Matrixport Flags Breakdown Risk as Ether’s Leverage-Fueled Surge Loses Steam

Matrixport Warns Ether’s Rally May Falter as Leverage Stokes Volatility

Ether’s recent price surge could be on shaky footing, with analysts cautioning that the rally was driven more by speculative leverage than by fundamental demand.

In a note released Monday, Matrixport warned that “leveraged traders have pushed [ETH’s] price higher in the absence of fundamental support,” leaving the cryptocurrency vulnerable to sharp declines like the one witnessed over the weekend.

On Saturday, Ether dropped over 8%, leading losses among major cryptocurrencies as markets reacted to the U.S. airstrikes on Iranian nuclear sites, sparking widespread volatility.

Matrixport pointed to this sell-off as evidence of how heavily leveraged positions can amplify downside risks, suggesting that persistently high leverage could keep pressuring ETH prices.

As of press time, Ether was trading around $2,248, down from highs above $2,400 seen last week, while derivatives data showed traders aggressively positioning for further declines.
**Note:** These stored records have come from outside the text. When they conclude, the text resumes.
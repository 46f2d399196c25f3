#[derive(Debug, Clone, PartialEq, Eq, Default)]
pub struct Prices {
    pub currency: String,
    pub currency_symbol: String,
    pub compute: Price,
    pub storage: Storage,
}

#[derive(Debug, Clone, PartialEq, Eq, Default)]
pub struct Price {
    pub hourly_price: String,
    pub monthly_price: String,
}

#[derive(Debug, Clone, PartialEq, Eq, Default)]
pub struct Storage {
    pub local: Price,
    pub central: Price,
}
use super::enums::{InstanceType, State};
use super::value_object::Uuid;
use super::{Contract, Ip, LoadBalancerConfiguration, PrivateNetwork, Region, Resources};
use chrono::{DateTime, Utc};

#[derive(Debug, Clone, PartialEq)]
pub struct LoadBalancer {
    pub id: Uuid,
    pub load_balancer_type: InstanceType,
    pub resources: Resources,
    pub region: Region,
    pub state: State,
    pub contract: Contract,
    pub ips: Vec<Ip>,
    pub reference: Option<String>,
    pub started_at: Option<DateTime<Utc>>,
    pub private_network: Option<PrivateNetwork>,
    pub configuration: Option<LoadBalancerConfiguration>,
}

#[derive(Debug, Clone, Default)]
pub struct OptionalLoadBalancerValues {
    pub reference: Option<String>,
    pub started_at: Option<DateTime<Utc>>,
    pub private_network: Option<PrivateNetwork>,
    pub configuration: Option<LoadBalancerConfiguration>,
}

impl LoadBalancer {
    #[allow(clippy::too_many_arguments)]
    pub fn new(
        id: Uuid,
        load_balancer_type: InstanceType,
        resources: Resources,
        region: Region,
        state: State,
        contract: Contract,
        ips: Vec<Ip>,
        optional: OptionalLoadBalancerValues,
    ) -> Self {
        Self {
            id,
            load_balancer_type,
            resources,
            region,
            state,
            contract,
            ips,
            reference: optional.reference,
            started_at: optional.started_at,
            private_network: optional.private_network,
            configuration: optional.configuration,
        }
    }
}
Signals from the options market are reinforcing this caution. CoinDesk analyst Omkar Godbole highlighted over the weekend that ETH’s 25-delta risk reversals — which compare the cost of protective puts against calls — have tilted negative for June and July expiries. This indicates traders are paying a premium to protect themselves against potential downside volatility.

QCP Capital echoed these sentiments in a weekend update, stating that “risk reversals in both BTC and ETH continue to show a preference for downside protection,” as long holders actively hedge their spot exposures.